If you haven’t yet bought into the whole speaker break-in thing, buying a pair of Ohm Walsh speakers will have you drinking the cool-aid by the gallon. When first set up, the speakers had very constricted dynamics, exaggerated sibilance, and sounded a bit thin. That said, right out of the box, these speakers reproduced the timbre of instruments, both human and man-made, with exceptional accuracy and life-like believability. Even after break-in, the accurate timbre of the 2000s stands out as the single biggest improvement over the Vandersteens, in my opinion. Horns, in particular, along with drum kits and guitars (both electric and acoustic) have an uncanny natural quality that comes extremely close to sounding like real instruments playing in real space.
Without a long list, I listened to a variety of CDs and LPs, covering classical, jazz and rock. A few specific examples: The Tutti! Sampler from Reference Recordings, a TDK Jazz Festival sampler (especially a Brad Mehldau Trio piece), Stereophile’s Test CD #2, and rock and pop from artists including David Bowie, Veruca Salt, Stabbing Westward, David Byrne, Norah Jones, Nine Inch Nails, Sade, Sheryl Crow, Porcupine Tree and Pink Floyd.
As the weeks progressed, the dynamics slowly opened up, and finally became very good, both in terms of macro-dynamic and micro-dynamic shifts. One particularly attractive attribute of the 2000s is their ability to play very loudly without sounding congested, strained, or collapsing the soundstage. This applies to any music I have thrown at them; classical, jazz or rock.
The Ohms do detail very well, and I was introduced to all kinds of musical nuance on familiar recordings that I had been missing before. Especially noticeable are things like performers inhaling prior to singing or playing wind instruments, peddle and key taps, and leading edge transients. The transients are present but are not exaggerated, so they do not induce headaches. Also present is an extended decay of notes, and it is easy to follow many individual musical lines within a performance. It is unusual in my inexperience for a speaker to present so much detail information without being excessively bright at the same time. The Ohms have that elusive combination of detail and musicality.

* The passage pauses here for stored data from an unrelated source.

//! HTTP client for the GitHub Actions cache v1 API.

use std::sync::Arc;

use color_eyre::{
    Result, Section, SectionExt,
    eyre::{Context, eyre},
};
use derive_more::Debug;
use futures::TryStreamExt;
use reqwest::{Response, StatusCode, header};
use tap::Pipe;
use tokio::io::{AsyncWrite, AsyncWriteExt};
use tracing::{instrument, warn};
use url::Url;

use crate::{
    Token,
    github::v1::{
        API_VERSION, CacheId, CacheLookupResponse, CommitCacheRequest, ReserveCacheRequest,
        ReserveCacheResponse,
    },
};

/// Client for the GitHub Actions cache service.
///
/// ## Cloning
///
/// This type is cheaply cloneable, and clones share the underlying HTTP
/// connection pool.
///
/// ## Secrecy
///
/// The service base URL and the pre-signed download URLs are credentials.
/// Errors produced by this client carry response statuses and bodies but
/// never URLs.
#[derive(Clone, Debug)]
pub struct Client {
    #[debug(skip)]
    base: Arc<Url>,

    #[debug(skip)]
    http: reqwest::Client,

    token: Token,
}

impl Client {
    /// Create a new client with the given service base URL and runtime token.
    pub fn new(base: Url, token: Token) -> Result<Self> {
        // `Url::join` treats a base without a trailing slash as a file and
        // replaces the last path segment, so normalize here once.
        let base = if base.path().ends_with('/') {
            base
        } else {
            let mut base = base;
            base.set_path(&format!("{}/", base.path()));
            base
        };

        let http = reqwest::Client::builder()
            .build()
            .context("build http client")?;

        Ok(Self {
            base: Arc::new(base),
            http,
            token,
        })
    }

    /// Look up a cache entry, returning the pre-signed archive URL on a hit.
    #[instrument(skip_all)]
    pub async fn lookup(&self, key: &str, version: &str) -> Result<Option<Url>> {
        let url = self.base.join("_apis/artifactcache/cache")?;
        let response = self
            .http
            .get(url)
            .query(&[("keys", key), ("version", version)])
            .header(header::ACCEPT, API_VERSION)
            .bearer_auth(self.token.expose())
            .send()
            .await
            .context("send")?;

        match response.status() {
            StatusCode::NO_CONTENT => Ok(None),
            StatusCode::OK => {
                let body = response
                    .json::<CacheLookupResponse>()
                    .await
                    .context("parse JSON response")?;
                Url::parse(&body.archive_location)
                    .context("parse archive location")?
                    .pipe(Some)
                    .pipe(Ok)
            }
            status => Err(unexpected_status("lookup cache entry", status, response).await),
        }
    }

    /// Reserve an upload slot for a new cache entry.
    ///
    /// Returns `None` when the entry is already reserved or committed by
    /// another writer; the caller treats that as "someone else got there
    /// first" and moves on.
    #[instrument(skip_all)]
    pub async fn reserve(
        &self,
        key: &str,
        version: &str,
        cache_size: Option<u64>,
    ) -> Result<Option<CacheId>> {
        let url = self.base.join("_apis/artifactcache/caches")?;
        let response = self
            .http
            .post(url)
            .header(header::ACCEPT, API_VERSION)
            .bearer_auth(self.token.expose())
            .json(&ReserveCacheRequest {
                key: key.to_owned(),
                version: version.to_owned(),
                cache_size,
            })
            .send()
            .await
            .context("send")?;

        match response.status() {
            StatusCode::OK | StatusCode::CREATED => response
                .json::<ReserveCacheResponse>()
                .await
                .context("parse JSON response")?
                .cache_id
                .pipe(Some)
                .pipe(Ok),
            StatusCode::CONFLICT | StatusCode::TOO_MANY_REQUESTS => {
                warn!(%key, "cache entry already reserved elsewhere");
                Ok(None)
            }
            status => Err(unexpected_status("reserve cache entry", status, response).await),
        }
    }

    /// Upload one chunk of the archive at the given byte offset.
    #[instrument(skip(self, chunk), fields(len = chunk.len()))]
    pub async fn upload_chunk(&self, id: CacheId, offset: u64, chunk: Vec<u8>) -> Result<()> {
        let url = self.base.join(&format!("_apis/artifactcache/caches/{id}"))?;
        let end = offset + chunk.len() as u64 - 1;
        let response = self
            .http
            .patch(url)
            .header(header::ACCEPT, API_VERSION)
            .header(header::CONTENT_TYPE, "application/octet-stream")
            .header(header::CONTENT_RANGE, format!("bytes {offset}-{end}/*"))
            .bearer_auth(self.token.expose())
            .body(chunk)
            .send()
            .await
            .context("send")?;

        match response.status() {
            status if status.is_success() => Ok(()),
            status => Err(unexpected_status("upload cache chunk", status, response).await),
        }
    }

    /// Commit a fully-uploaded cache entry.
    #[instrument(skip(self))]
    pub async fn commit(&self, id: CacheId, size: u64) -> Result<()> {
        let url = self.base.join(&format!("_apis/artifactcache/caches/{id}"))?;
        let response = self
            .http
            .post(url)
            .header(header::ACCEPT, API_VERSION)
            .bearer_auth(self.token.expose())
            .json(&CommitCacheRequest { size })
            .send()
            .await
            .context("send")?;

        match response.status() {
            status if status.is_success() => Ok(()),
            status => Err(unexpected_status("commit cache entry", status, response).await),
        }
    }

    /// Download a cached archive from its pre-signed URL into `writer`.
    ///
    /// Returns the total number of bytes written. The pre-signed URL embeds
    /// its own credentials, so no authorization header is attached.
    #[instrument(skip_all)]
    pub async fn download_to(
        &self,
        archive: Url,
        writer: &mut (impl AsyncWrite + Unpin),
    ) -> Result<u64> {
        let response = self.http.get(archive).send().await.context("send")?;
        let status = response.status();
        if !status.is_success() {
            return Err(unexpected_status("download cache archive", status, response).await);
        }

        let mut total = 0u64;
        let mut stream = response.bytes_stream();
        while let Some(chunk) = stream.try_next().await.context("read response chunk")? {
            writer.write_all(&chunk).await.context("write chunk")?;
            total += chunk.len() as u64;
        }
        writer.flush().await.context("flush writer")?;
        Ok(total)
    }
}

/// Build an error for a response with an unexpected status.
///
/// Deliberately omits the request URL: cache URLs are credentials.
async fn unexpected_status(
    action: &'static str,
    status: StatusCode,
    response: Response,
) -> color_eyre::Report {
    let body = response.text().await.unwrap_or_default();
    eyre!("{action}: unexpected status code: {status}").section(body.header("Body:"))
}
//! Shared client library for remote cache API types and HTTP clients.
//!
//! Types are always available, while HTTP client code is gated behind the
//! `client` feature so that consumers which only need the wire shapes don't
//! pull in a TLS stack.
//!
//! ## Secrecy
//!
//! The GitHub Actions cache service authenticates with a short-lived
//! runtime token (`ACTIONS_RUNTIME_TOKEN`), and its lookups answer with
//! pre-signed archive URLs that embed their own credentials. A leaked
//! token lets anyone poison the repository's cache entries, so neither the
//! token nor those URLs may ever reach logs, traces, or error reports. The
//! [`Token`] type makes that property structural rather than a matter of
//! discipline.

use std::{fmt, str::FromStr};

use color_eyre::eyre::bail;
use serde::{Deserialize, Serialize};

pub mod github;

/// A runtime token authenticating requests to the cache service.
///
/// The raw value stays private and every textual rendering of the type is
/// `[redacted]`, so a token can ride through `Debug`-formatted errors,
/// span fields, and panic messages without leaking. Code that genuinely
/// needs the secret (setting the `Authorization` header) must say so by
/// calling [`Token::expose`].
#[derive(Clone, PartialEq, Eq, Hash, Serialize, Deserialize)]
pub struct Token(String);

impl Token {
    /// Hand out the raw token value.
    ///
    /// Only the request-building code paths should call this; everything
    /// else works with the redacted wrapper.
    pub fn expose(&self) -> &str {
        &self.0
    }
}

impl fmt::Debug for Token {
    fn fmt(&self, f: &mut fmt::Formatter<'_>) -> fmt::Result {
        f.write_str("[redacted]")
    }
}

impl fmt::Display for Token {
    fn fmt(&self, f: &mut fmt::Formatter<'_>) -> fmt::Result {
        f.write_str("[redacted]")
    }
}

impl FromStr for Token {
    type Err = color_eyre::Report;

    fn from_str(s: &str) -> Result<Self, Self::Err> {
        if s.is_empty() {
            bail!("runtime token is empty; the cache service would reject every request");
        }
        Ok(Self(s.to_owned()))
    }
}

impl From<String> for Token {
    fn from(raw: String) -> Self {
        Self(raw)
    }
}

impl From<&str> for Token {
    fn from(raw: &str) -> Self {
        Self(raw.to_owned())
    }
}
//! GitHub Actions cache service API.
//!
//! The versioned module layout mirrors the service's `api-version` header:
//! new preview versions get a new module rather than in-place edits, so
//! you're not writing backwards-incompatible changes to existing consumers.

pub mod v1;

Frequency balance is being affected, I think, by my room. There is a mild emphasis on the midrange, which, now that the speakers are properly positioned, is not unpleasant. As some visitors to my home have noted, the high frequencies do seem to be a bit rolled off, but there is no sense of a veil being placed over the sound. There is plenty of extension at both ends of the spectrum. Everything is there, but the treble is at a slightly reduced level. I find this a very positive euphonic characteristic, which allows for long listening sessions free of fatigue. Especially smooth is that upper-midrange/lower-treble zone that I am so sensitive to. Even at very loud levels, there is never any raggedness, etch, grit or metallic sheen in this range (source material allowing, of course). I did briefly try the Ohm Walsh 2000s full range, without the subwoofers. They seem to go fairly deep, perhaps to the low to mid 30Hz-range. However, I cannot expect them to do what the Vandersteen 2Wq subwoofers do so very well, so back in they went.
The soundstage was something of a surprise. The Vandersteen 1Cs would project images into the room, so that vocalists and other performers were within arm’s reach, or even right at the sides of your head. In contrast, the Ohms present a more laid-back soundstage, with everything taking place at and behind the plane of the speakers. This is not necessarily better or worse, just different. That said, when recordings used phase trickory to move sound about the room, the Ohms did this exceedingly well. On a DVD of Bjork performing live with the Icelandic String Octet (played in stereo), some percussion clearly sounded as if it were coming from just to the left of my left elbow! Likewise on Pink Floyd DSOTM, in which the phasey effects floated all over the sides and rear of the room. There is great width, source material permitting, that seemed to extend beyond the side walls, and height that reached the ceiling. I did notice some depth, although I am not very good at identifying this aspect of the soundstage. The speakers do a very good job of disappearing into the soundstage, and can totally disappear on some material.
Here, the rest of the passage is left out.